E come fiamma si diffuse sgomento,
all'annuncio di un cotale portento!
"Pure te, te lo devo da dì, mio caro Fassino,
che me pari 'n avvortoio e pure sparagnino!
E D'alema? Compagni, ne volemo parlà?
Che ce lo so, che nun me posso manco girà!

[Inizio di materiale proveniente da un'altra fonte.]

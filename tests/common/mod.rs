#[allow(dead_code)]
pub mod utils;
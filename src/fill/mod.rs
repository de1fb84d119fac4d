pub mod applicator;
pub mod autofill;
pub mod control;
pub mod error;
pub mod radio;
pub mod resolver;
pub mod seed;
pub mod session;
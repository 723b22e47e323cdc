// Handlers module

pub mod chat;
pub mod completions;

pub use chat::chat_handler;
pub use completions::completions_handler;

use std::sync::Arc;
use thiserror::Error;
use warp::http::StatusCode;
use warp::Reply;

use crate::conversation::ChatMessage;
use crate::llm::agent::AgentError;
use crate::llm::core::types::{Message, ToolDeclaration};
use crate::mcp::{Aggregation, ToolServerSession, ToolSet};

/// Failures that end a request with a plain-text 500
#[derive(Debug, Error)]
pub enum HandlerError {
    #[error("{0}")]
    InvalidBody(#[from] serde_json::Error),

    #[error("Error: {0}")]
    Generation(#[from] AgentError),
}

impl HandlerError {
    pub fn status(&self) -> StatusCode {
        StatusCode::INTERNAL_SERVER_ERROR
    }

    pub fn into_response(self) -> warp::reply::Response {
        let status = self.status();
        warp::reply::with_status(self.to_string(), status).into_response()
    }
}

/// Tools for one request, split into what the generator needs and the open sessions
pub(crate) struct RequestTools {
    pub tools: Arc<ToolSet>,
    pub declarations: Vec<ToolDeclaration>,
    /// Held until generation ends; dropping closes the sessions
    pub connections: Vec<Arc<dyn ToolServerSession>>,
}

impl From<Aggregation> for RequestTools {
    fn from(aggregation: Aggregation) -> Self {
        let declarations = aggregation.tools.declarations();
        Self {
            tools: Arc::new(aggregation.tools),
            declarations,
            connections: aggregation.connections,
        }
    }
}

pub(crate) fn to_llm_messages(messages: &[ChatMessage]) -> Vec<Message> {
    messages.iter().map(Message::from).collect()
}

Er Cardinal Rutelli poi, bono quello!
Che sa fà? A parte da esse bello?
Ma poi, come se fa un partito, dico io,
co' Prodi, che nun lo sarva manco a Dio?
Der Partito Democratico, se rimangono tali,
mo' me piaccion solo le iniziali!"
Tutto questo, miei cari lettori,
è finzione, ma ci resta nei cuori,
sapendo che, se davvero fosse successo,
per una volta avremmo rischiato,
di non aver buttato nel cesso,
l'ennesimo voto sbagliato...
;-)
Ubikindred
#3
15:16, 27 febbraio, 2008
altro che politica, qui c'è tutto il tuo immaginario erorico!
l'operaio bear che sembra preso da un concorso di bellezza gay...
;-)
salutone,
elena
utente anonimo
#2
16:39, 25 febbraio, 2008
Ahahah molto divertenti le rime!!! :-)
SignorinoSteff
#1
11:15, 25 febbraio, 2008
Non resta che impiccarsi, ché ancora il rialzo sulle funi da cappio non c'è stato (o sì?)